É
possível ter um plano contra o desmatamento que seja efetivo e nos leve de
volta ao caminho certo. O governo poderia executá-lo se tivesse noção do risco
que estamos correndo, econômico, diplomático, ambiental, climático. O Brasil
tem os servidores, boas leis e instrumentos de comando e controle. Mas o
presidente e seu ministro preferem estimular por atos, palavras e omissões a
derrubada da floresta. As Forças Armadas na segunda operação de garantia da lei
e da ordem já entenderam o principal: é preciso fortalecer os órgãos ambientais
e atuar em rede.
O número de 11.088 km2 de floresta derrubada em 2020 na Amazônia deveria ser suficiente para provocar um plano emergencial. Deveria ser tratado como é: um escândalo. O Brasil recuou 12 anos no seu esforço de redução do número anual e chegou a 184% acima da meta que o próprio Brasil estabeleceu na Política Nacional sobre Mudança no Clima. É uma derrota do país. Esse é o primeiro número de desmate totalmente do governo Bolsonaro, já que o do ano passado teve cinco meses da administração anterior, porque o ano é registrado de agosto a julho.
Um
plano para ser efetivo teria que ter Ibama e ICMBio com mais gente e mais
recursos, a Polícia Federal, com um comando claro nessa direção. A Funai teria
que ter chefes que não impedissem seus servidores de cumprirem sua missão
institucional de proteger os índios e suas terras. Seria necessário criar mais
unidades de conservação, já que grande parte do desmatamento ocorreu em terras
públicas não destinadas. O plano pode ser feito, mas para ser executado teria
que ser outro o governo e outro o presidente.
As
Forças Armadas reconhecem que o país precisa muito do fortalecimento do Ibama e
ICMBio. Na entrevista em que anunciou o desmatamento, o vice-presidente
Hamilton Mourão disse isso. Fica curioso ele dizer o oposto do que o governo
fez desde o início. Ricardo Salles vem desmontando esses órgãos governamentais
desde o primeiro dia no cargo.
Há
outras situações contraditórias. Quando servidores dos órgãos ambientais
queimaram e destruíram maquinário de grileiros e garimpeiros, o presidente os
constrangeu em público, e o ministro os puniu. Só que na Operação Verde Brasil
2 os militares também destroem. E por quê? Pelo simples motivo de que é a única
forma de agir. Em outubro, os militares encontraram na reserva biológica de
Maicuru, em terreno de absoluta dificuldade de acesso, 15 motores estacionários
de garimpo. O que deveriam fazer com aquelas enormes máquinas? Sair levando de
avião floresta afora? “A gente precisa dar prejuízo aos malfeitores”, me disse
um oficial. Pois é.
O
ministro Ricardo Salles não estava na reunião em que o governo anunciou o
número do desmatamento. Estava no Jardim Botânico no Rio. Desde que esses dados
começaram a ser divulgados no governo Fernando Henrique, e se tornaram ainda
mais transparentes no governo Lula, o ministro do Meio Ambiente é quem anuncia.

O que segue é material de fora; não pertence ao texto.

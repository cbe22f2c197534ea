//! Driver connections
//!
//! - [`HdiConnection`]: the primary driver, with connect retries, a liveness
//!   watcher and per-sensor state replay after reconnect
//! - [`CompatibleConnection`]: synthetic backend for sensor types the primary
//!   driver does not expose
//! - [`ConnectionFacade`]: merges both and routes per-sensor calls

mod compatible;
mod facade;
mod hdi;

pub use compatible::{COMPATIBLE_SENSOR_TYPES, CompatibleConnection, synthetic_sensors};
pub use facade::ConnectionFacade;
pub use hdi::HdiConnection;

use crate::core::driver::{EventListener, PlugListener};
use crate::core::types::{SensorDescriptor, SensorInfo, SensorMode};
use crate::error::Result;
use std::sync::Arc;

/// One backend behind the facade
///
/// Methods take `&self`; implementations serialize driver access internally
/// so RPC threads and the liveness watcher can share a connection.
pub trait SensorConnection: Send + Sync {
    fn connect(&self) -> Result<()>;

    fn get_sensor_list(&self) -> Result<Vec<SensorInfo>>;

    fn enable_sensor(&self, desc: &SensorDescriptor) -> Result<()>;

    fn disable_sensor(&self, desc: &SensorDescriptor) -> Result<()>;

    fn set_batch(&self, desc: &SensorDescriptor, sampling_ns: i64, delay_ns: i64) -> Result<()>;

    fn set_mode(&self, desc: &SensorDescriptor, mode: SensorMode) -> Result<()>;

    fn flush(&self, desc: &SensorDescriptor) -> Result<()>;

    fn register_data_report(&self, listener: Arc<dyn EventListener>) -> Result<()>;

    fn register_plug_callback(&self, listener: Arc<dyn PlugListener>) -> Result<()>;

    /// Unregister callbacks and stop any background threads
    fn destroy(&self) -> Result<()>;
}
//! Synthetic backend for sensor types the primary driver lacks
//!
//! Backed by a [`MockSensorDriver`] holding fixed-metadata sensors. When a
//! simulator config is supplied, enabled synthetic sensors produce samples
//! once a data report callback is registered.

use super::SensorConnection;
use crate::config::MockConfig;
use crate::core::driver::{EventListener, PlugListener, SensorDriver};
use crate::core::types::{SensorDescriptor, SensorInfo, SensorMode, sensor_type};
use crate::devices::mock::{MockSensorDriver, SensorSimulator};
use crate::error::Result;
use log::info;
use parking_lot::Mutex;
use std::sync::Arc;

/// Sensor types the synthetic backend can stand in for
pub const COMPATIBLE_SENSOR_TYPES: [i32; 4] = [
    sensor_type::COLOR,
    sensor_type::SAR,
    sensor_type::HEADPOSTURE,
    sensor_type::PROXIMITY1,
];

const LOCAL_LOCATION: i32 = 1;

/// Fixed metadata for the synthetic sensors of `types` on `device_id`
///
/// Types outside [`COMPATIBLE_SENSOR_TYPES`] are ignored.
pub fn synthetic_sensors(device_id: i32, types: &[i32]) -> Vec<SensorInfo> {
    types
        .iter()
        .filter_map(|&t| {
            let (name, vendor) = match t {
                sensor_type::COLOR => ("sensor_color", "default_color"),
                sensor_type::SAR => ("sensor_sar", "default_sar"),
                sensor_type::HEADPOSTURE => ("sensor_headposture", "default_headposture"),
                sensor_type::PROXIMITY1 => ("sensor_proximity1", "default_proximity1"),
                _ => return None,
            };
            let desc = SensorDescriptor::new(device_id, t, 0, LOCAL_LOCATION);
            let mut info = SensorInfo::new(desc, name);
            info.vendor = vendor.to_string();
            info.version = "1.0.1".to_string();
            info.max_range = 9999.0;
            info.power = 20.0;
            info.resolution = 0.000001;
            info.min_sample_period_ns = 100_000_000;
            info.max_sample_period_ns = 1_000_000_000;
            if t == sensor_type::HEADPOSTURE {
                info.fifo_max_event_count = 5;
                info.mode = SensorMode::Realtime;
            } else {
                info.mode = SensorMode::OnChange;
            }
            Some(info)
        })
        .collect()
}

pub struct CompatibleConnection {
    driver: Mutex<MockSensorDriver>,
    simulation: Option<MockConfig>,
    simulator: Mutex<Option<SensorSimulator>>,
}

impl CompatibleConnection {
    pub fn new(sensors: Vec<SensorInfo>) -> Self {
        Self {
            driver: Mutex::new(MockSensorDriver::new(sensors)),
            simulation: None,
            simulator: Mutex::new(None),
        }
    }

    /// Generate samples for enabled sensors once a data report is registered
    pub fn with_simulation(mut self, config: MockConfig) -> Self {
        self.simulation = Some(config);
        self
    }

    /// Shared handle on the backing driver
    pub fn driver(&self) -> MockSensorDriver {
        self.driver.lock().clone()
    }
}

impl SensorConnection for CompatibleConnection {
    fn connect(&self) -> Result<()> {
        self.driver.lock().connect()?;
        info!("Compatible: Connected");
        Ok(())
    }

    fn get_sensor_list(&self) -> Result<Vec<SensorInfo>> {
        self.driver.lock().get_sensor_list()
    }

    fn enable_sensor(&self, desc: &SensorDescriptor) -> Result<()> {
        self.driver.lock().enable(desc)
    }

    fn disable_sensor(&self, desc: &SensorDescriptor) -> Result<()> {
        self.driver.lock().disable(desc)
    }

    fn set_batch(&self, desc: &SensorDescriptor, sampling_ns: i64, delay_ns: i64) -> Result<()> {
        self.driver.lock().set_batch(desc, sampling_ns, delay_ns)
    }

    fn set_mode(&self, desc: &SensorDescriptor, mode: SensorMode) -> Result<()> {
        self.driver.lock().set_mode(desc, mode)
    }

    fn flush(&self, desc: &SensorDescriptor) -> Result<()> {
        self.driver.lock().flush(desc)
    }

    fn register_data_report(&self, listener: Arc<dyn EventListener>) -> Result<()> {
        let driver = {
            let mut driver = self.driver.lock();
            driver.register_event_callback(listener)?;
            driver.clone()
        };
        if let Some(config) = &self.simulation {
            let mut simulator = self.simulator.lock();
            if simulator.is_none() {
                *simulator = Some(SensorSimulator::spawn(driver, config)?);
            }
        }
        Ok(())
    }

    fn register_plug_callback(&self, listener: Arc<dyn PlugListener>) -> Result<()> {
        self.driver.lock().register_plug_callback(listener)
    }

    fn destroy(&self) -> Result<()> {
        if let Some(mut simulator) = self.simulator.lock().take() {
            simulator.shutdown()?;
        }
        self.driver.lock().unregister()
    }
}
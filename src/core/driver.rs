//! SensorDriver trait definition
//!
//! The driver is the hub's view of the hardware interface: one handle that
//! answers static metadata queries, accepts per-sensor configuration, and
//! pushes samples back through a registered [`EventListener`].

use crate::core::event::SensorEvent;
use crate::core::types::{SensorDescriptor, SensorInfo, SensorMode};
use crate::error::{Error, Result};
use crossbeam_channel::Sender;
use std::sync::Arc;

/// Receives raw samples from a driver callback thread
pub trait EventListener: Send + Sync {
    /// Deposit one sample; must not block on delivery
    fn on_sample(&self, event: SensorEvent);

    /// The driver connection was re-established and per-channel batching
    /// state should start over
    fn on_connection_reset(&self) {}
}

/// Receives hot-plug notifications
pub trait PlugListener: Send + Sync {
    fn on_plug_event(&self, desc: SensorDescriptor, plugged_in: bool);
}

/// Liveness-loss notice sent by a driver whose remote end went away
#[derive(Debug, Clone, Copy, PartialEq, Eq)]
pub struct DriverDeath;

/// Device driver trait for the sensor hardware interface
pub trait SensorDriver: Send {
    /// Open the driver handle
    fn connect(&mut self) -> Result<()>;

    /// Static metadata for every sensor the driver exposes
    fn get_sensor_list(&mut self) -> Result<Vec<SensorInfo>>;

    fn enable(&mut self, desc: &SensorDescriptor) -> Result<()>;

    fn disable(&mut self, desc: &SensorDescriptor) -> Result<()>;

    fn set_batch(&mut self, desc: &SensorDescriptor, sampling_ns: i64, delay_ns: i64) -> Result<()>;

    fn set_mode(&mut self, desc: &SensorDescriptor, mode: SensorMode) -> Result<()>;

    /// Drain buffered samples; completion is signalled by a flush-complete sample
    fn flush(&mut self, desc: &SensorDescriptor) -> Result<()> {
        Err(Error::NotSupported(format!("flush on {}", desc)))
    }

    fn register_event_callback(&mut self, listener: Arc<dyn EventListener>) -> Result<()>;

    fn register_plug_callback(&mut self, listener: Arc<dyn PlugListener>) -> Result<()>;

    /// Arm the liveness watch: a [`DriverDeath`] is sent when the handle dies
    fn register_death_notifier(&mut self, notifier: Sender<DriverDeath>) -> Result<()>;

    /// Drop every registered callback
    fn unregister(&mut self) -> Result<()>;
}
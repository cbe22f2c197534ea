//! Merges the primary and compatible backends behind one connection
//!
//! Sensor types in the compatible backend's list are routed there; every
//! other descriptor goes to the primary. If the primary driver can't be
//! reached and the compatible backend is allowed, the compatible backend
//! takes over as primary with the full synthetic sensor set.

use super::{COMPATIBLE_SENSOR_TYPES, SensorConnection};
use crate::core::driver::{EventListener, PlugListener};
use crate::core::types::{SensorDescriptor, SensorInfo, SensorMode};
use crate::error::{Error, Result};
use log::{error, info, warn};
use parking_lot::Mutex;
use std::collections::BTreeSet;
use std::sync::Arc;

/// Device id assumed when no local sensor identifies the device
const DEFAULT_DEVICE_ID: i32 = 1;
const LOCAL_LOCATION: i32 = 1;

pub struct ConnectionFacade {
    primary: Box<dyn SensorConnection>,
    compatible: Option<Box<dyn SensorConnection>>,
    /// Sensor types owned by the compatible backend
    compatible_types: Mutex<BTreeSet<i32>>,
    sensors: Mutex<Vec<SensorInfo>>,
}

impl ConnectionFacade {
    /// Connect the primary and, when `compatible_enabled`, a compatible backend
    ///
    /// `make_compatible(device_id, types)` builds the compatible backend for
    /// the synthetic sensor types that should be exposed on `device_id`.
    pub fn connect<F>(
        primary: Box<dyn SensorConnection>,
        make_compatible: F,
        compatible_enabled: bool,
    ) -> Result<Self>
    where
        F: FnOnce(i32, &[i32]) -> Box<dyn SensorConnection>,
    {
        let primary_result = primary
            .connect()
            .and_then(|()| primary.get_sensor_list());

        let (primary, compatible, mut sensors) = match primary_result {
            Ok(sensors) => {
                let compatible = if compatible_enabled {
                    let device_id = local_device_id(&sensors);
                    let missing: Vec<i32> = COMPATIBLE_SENSOR_TYPES
                        .iter()
                        .copied()
                        .filter(|t| !sensors.iter().any(|s| s.desc.sensor_type == *t))
                        .collect();
                    if missing.is_empty() {
                        None
                    } else {
                        let backend = make_compatible(device_id, &missing);
                        match backend.connect() {
                            Ok(()) => Some(backend),
                            Err(e) => {
                                error!("Facade: Compatible backend connect failed: {}", e);
                                None
                            }
                        }
                    }
                } else {
                    None
                };
                (primary, compatible, sensors)
            }
            Err(e) if compatible_enabled => {
                warn!(
                    "Facade: Primary driver unavailable ({}), using compatible backend",
                    e
                );
                let fallback = make_compatible(DEFAULT_DEVICE_ID, &COMPATIBLE_SENSOR_TYPES);
                fallback.connect()?;
                let sensors = fallback.get_sensor_list()?;
                (fallback, None, sensors)
            }
            Err(e) => return Err(e),
        };

        let mut compatible_types = BTreeSet::new();
        if let Some(backend) = &compatible {
            for info in backend.get_sensor_list()? {
                if !sensors.iter().any(|s| s.desc == info.desc) {
                    compatible_types.insert(info.desc.sensor_type);
                    sensors.push(info);
                }
            }
        }

        info!(
            "Facade: {} sensors ({} synthetic)",
            sensors.len(),
            compatible_types.len()
        );
        Ok(Self {
            primary,
            compatible,
            compatible_types: Mutex::new(compatible_types),
            sensors: Mutex::new(sensors),
        })
    }

    fn backend_for(&self, desc: &SensorDescriptor) -> &dyn SensorConnection {
        if let Some(compatible) = &self.compatible {
            if self.compatible_types.lock().contains(&desc.sensor_type) {
                return compatible.as_ref();
            }
        }
        self.primary.as_ref()
    }

    pub fn has_compatible_backend(&self) -> bool {
        self.compatible.is_some()
    }

    pub fn is_compatible_sensor(&self, desc: &SensorDescriptor) -> bool {
        self.compatible.is_some() && self.compatible_types.lock().contains(&desc.sensor_type)
    }

    /// Merged sensor list
    pub fn get_sensor_list(&self) -> Vec<SensorInfo> {
        self.sensors.lock().clone()
    }

    /// Re-query the primary for one device and merge sensors not yet known
    ///
    /// Returns the device's sensors as reported by the driver.
    pub fn get_sensor_list_by_device(&self, device_id: i32) -> Result<Vec<SensorInfo>> {
        let device_sensors: Vec<SensorInfo> = self
            .primary
            .get_sensor_list()?
            .into_iter()
            .filter(|s| s.desc.device_id == device_id)
            .collect();
        let mut sensors = self.sensors.lock();
        for info in &device_sensors {
            if !sensors.iter().any(|s| s.desc == info.desc) {
                sensors.push(info.clone());
            }
        }
        Ok(device_sensors)
    }

    /// Forget a sensor that was unplugged
    ///
    /// Returns false if the sensor wasn't in the merged list.
    pub fn plug_erase_sensor(&self, desc: &SensorDescriptor) -> bool {
        let removed = {
            let mut sensors = self.sensors.lock();
            let before = sensors.len();
            sensors.retain(|s| s.desc != *desc);
            sensors.len() != before
        };
        self.compatible_types.lock().remove(&desc.sensor_type);
        removed
    }

    pub fn enable_sensor(&self, desc: &SensorDescriptor) -> Result<()> {
        self.backend_for(desc).enable_sensor(desc)
    }

    /// A timed-out disable counts as done
    pub fn disable_sensor(&self, desc: &SensorDescriptor) -> Result<()> {
        match self.backend_for(desc).disable_sensor(desc) {
            Err(Error::Timeout) => {
                warn!("Facade: Disable of {} timed out, treating as disabled", desc);
                Ok(())
            }
            other => other,
        }
    }

    pub fn set_batch(&self, desc: &SensorDescriptor, sampling_ns: i64, delay_ns: i64) -> Result<()> {
        self.backend_for(desc).set_batch(desc, sampling_ns, delay_ns)
    }

    pub fn set_mode(&self, desc: &SensorDescriptor, mode: SensorMode) -> Result<()> {
        self.backend_for(desc).set_mode(desc, mode)
    }

    pub fn flush(&self, desc: &SensorDescriptor) -> Result<()> {
        self.backend_for(desc).flush(desc)
    }

    /// Register on both backends; the primary's result is returned
    pub fn register_data_report(&self, listener: Arc<dyn EventListener>) -> Result<()> {
        let result = self.primary.register_data_report(Arc::clone(&listener));
        if let Err(e) = &result {
            error!("Facade: Register data report failed: {}", e);
        }
        if let Some(compatible) = &self.compatible {
            if let Err(e) = compatible.register_data_report(listener) {
                error!("Facade: Register data report failed in compatible: {}", e);
            }
        }
        result
    }

    pub fn register_plug_callback(&self, listener: Arc<dyn PlugListener>) -> Result<()> {
        let result = self.primary.register_plug_callback(Arc::clone(&listener));
        if let Err(e) = &result {
            error!("Facade: Register plug callback failed: {}", e);
        }
        if let Some(compatible) = &self.compatible {
            if let Err(e) = compatible.register_plug_callback(listener) {
                error!("Facade: Register plug callback failed in compatible: {}", e);
            }
        }
        result
    }

    pub fn destroy(&self) -> Result<()> {
        let result = self.primary.destroy();
        if let Some(compatible) = &self.compatible {
            if let Err(e) = compatible.destroy() {
                error!("Facade: Destroy failed in compatible: {}", e);
            }
        }
        result
    }
}

/// Device id of the first local sensor
fn local_device_id(sensors: &[SensorInfo]) -> i32 {
    sensors
        .iter()
        .find(|s| s.desc.location == LOCAL_LOCATION)
        .map(|s| s.desc.device_id)
        .unwrap_or(DEFAULT_DEVICE_ID)
}

#[cfg(test)]
mod tests {
    use super::*;
    use crate::config::DriverConfig;
    use crate::connection::{CompatibleConnection, HdiConnection, synthetic_sensors};
    use crate::core::types::sensor_type;
    use crate::devices::mock::{DriverCall, DriverOp, MockSensorDriver};

    const ACCEL: SensorDescriptor = SensorDescriptor::new(3, sensor_type::ACCELEROMETER, 0, 1);
    const SAR_PRIMARY: SensorDescriptor = SensorDescriptor::new(3, sensor_type::SAR, 0, 1);

    fn config() -> DriverConfig {
        DriverConfig {
            connect_retries: 2,
            retry_interval_ms: 1,
            ..DriverConfig::default()
        }
    }

    fn primary(sensors: Vec<SensorInfo>) -> (MockSensorDriver, Box<dyn SensorConnection>) {
        let mock = MockSensorDriver::new(sensors);
        let conn = HdiConnection::new(Box::new(mock.clone()), &config());
        (mock, Box::new(conn))
    }

    fn make_compatible(
        slot: Arc<Mutex<Option<MockSensorDriver>>>,
    ) -> impl FnOnce(i32, &[i32]) -> Box<dyn SensorConnection> {
        move |device_id: i32, types: &[i32]| {
            let conn = CompatibleConnection::new(synthetic_sensors(device_id, types));
            *slot.lock() = Some(conn.driver());
            Box::new(conn)
        }
    }

    #[test]
    fn test_merges_missing_synthetic_sensors() {
        let (_mock, primary) = primary(vec![
            SensorInfo::new(ACCEL, "accel"),
            SensorInfo::new(SAR_PRIMARY, "sar"),
        ]);
        let slot = Arc::new(Mutex::new(None));
        let facade = ConnectionFacade::connect(primary, make_compatible(slot.clone()), true).unwrap();

        let sensors = facade.get_sensor_list();
        // accel + primary SAR + COLOR, HEADPOSTURE, PROXIMITY1
        assert_eq!(sensors.len(), 5);
        assert_eq!(
            sensors
                .iter()
                .filter(|s| s.desc.sensor_type == sensor_type::SAR)
                .count(),
            1
        );
        // Synthetic sensors live on the local device
        let color = sensors
            .iter()
            .find(|s| s.desc.sensor_type == sensor_type::COLOR)
            .unwrap();
        assert_eq!(color.desc.device_id, 3);
        assert!(facade.is_compatible_sensor(&color.desc));
        assert!(!facade.is_compatible_sensor(&SAR_PRIMARY));
    }

    #[test]
    fn test_routes_by_sensor_type() {
        let (mock, primary) = primary(vec![SensorInfo::new(ACCEL, "accel")]);
        let slot = Arc::new(Mutex::new(None));
        let facade = ConnectionFacade::connect(primary, make_compatible(slot.clone()), true).unwrap();
        let compat = slot.lock().clone().unwrap();

        let color = SensorDescriptor::new(3, sensor_type::COLOR, 0, 1);
        facade.set_batch(&color, 100_000_000, 0).unwrap();
        facade.enable_sensor(&color).unwrap();
        facade.set_batch(&ACCEL, 10, 0).unwrap();
        facade.enable_sensor(&ACCEL).unwrap();

        assert!(compat.is_hw_enabled(&color));
        assert!(!compat.calls().contains(&DriverCall::Enable(ACCEL)));
        assert!(mock.is_hw_enabled(&ACCEL));
        assert!(!mock.calls().contains(&DriverCall::Enable(color)));
    }

    #[test]
    fn test_compatible_disabled() {
        let (_mock, primary) = primary(vec![SensorInfo::new(ACCEL, "accel")]);
        let slot = Arc::new(Mutex::new(None));
        let facade = ConnectionFacade::connect(primary, make_compatible(slot.clone()), false).unwrap();
        assert!(!facade.has_compatible_backend());
        assert_eq!(facade.get_sensor_list().len(), 1);
        assert!(slot.lock().is_none());
    }

    #[test]
    fn test_fallback_when_primary_unreachable() {
        let (mock, primary) = primary(vec![SensorInfo::new(ACCEL, "accel")]);
        mock.fail_next_connects(10);
        let slot = Arc::new(Mutex::new(None));
        let facade = ConnectionFacade::connect(primary, make_compatible(slot.clone()), true).unwrap();
        assert!(!facade.has_compatible_backend());
        assert_eq!(facade.get_sensor_list().len(), COMPATIBLE_SENSOR_TYPES.len());
    }

    #[test]
    fn test_connect_fails_without_fallback() {
        let (mock, primary) = primary(vec![SensorInfo::new(ACCEL, "accel")]);
        mock.fail_next_connects(10);
        let slot = Arc::new(Mutex::new(None));
        let result = ConnectionFacade::connect(primary, make_compatible(slot), false);
        assert!(matches!(result, Err(Error::ConnectFailed { .. })));
    }

    #[test]
    fn test_disable_timeout_is_success() {
        let (mock, primary) = primary(vec![SensorInfo::new(ACCEL, "accel")]);
        let slot = Arc::new(Mutex::new(None));
        let facade = ConnectionFacade::connect(primary, make_compatible(slot), false).unwrap();
        mock.timeout_op(DriverOp::Disable, Some(ACCEL));
        assert!(facade.disable_sensor(&ACCEL).is_ok());
        mock.clear_failures();
        mock.fail_op(DriverOp::Disable, Some(ACCEL));
        assert!(matches!(
            facade.disable_sensor(&ACCEL),
            Err(Error::DriverCallFailed(_))
        ));
    }

    #[test]
    fn test_plug_erase_and_requery() {
        let (mock, primary) = primary(vec![SensorInfo::new(ACCEL, "accel")]);
        let slot = Arc::new(Mutex::new(None));
        let facade = ConnectionFacade::connect(primary, make_compatible(slot), false).unwrap();
        assert!(facade.plug_erase_sensor(&ACCEL));
        assert!(!facade.plug_erase_sensor(&ACCEL));
        assert!(facade.get_sensor_list().is_empty());

        let extra = SensorDescriptor::new(9, sensor_type::GYROSCOPE, 0, 2);
        mock.plug(SensorInfo::new(extra, "remote gyro"), true);
        let device = facade.get_sensor_list_by_device(9).unwrap();
        assert_eq!(device.len(), 1);
        assert_eq!(facade.get_sensor_list().len(), 1);
    }
}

Ao lado, claro, do ministro da Ciência e Tecnologia, a quem se reporta o Inpe.
A ideia de ir passear no Jardim Botânico no dia do anúncio nunca ocorreria a
nenhum antecessor no cargo.
O
governo Bolsonaro criou uma situação esdrúxula. Mantém um ministro que tem uma
agenda de destruição ambiental, e vai repassando as responsabilidades do
Ministério do Meio Ambiente para o vice-presidente que, contudo, não tem poder.
Hamilton Mourão acerta às vezes, erra às vezes. Acertou agora quando não tentou
desacreditar o Inpe ou quando não tentou vender como bom um número que
realmente é muito ruim. Mas errou quando propôs criar uma agência, aos moldes
de uma mal afamada agência americana, para concentrar nas Forças Armadas as
funções que hoje são executadas pelos cientistas do Inpe.
O risco maior é ambiental e climático. Para nós e para o mundo. A Amazônia é tão grande e tão fundamental que o que nos fere, fere o mundo. Mas esse é também um problema econômico, perderemos parceiros e mercados para os nossos produtos. É um problema de política externa. O Brasil está se transformando no sonho do Ernesto. Um enorme pária. Continuar desmatando a floresta, continuar nessa marcha insensata nos afastará cada vez mais do mundo. Essa é a escolha de Jair Bolsonaro, mas certamente não é a vontade do Brasil.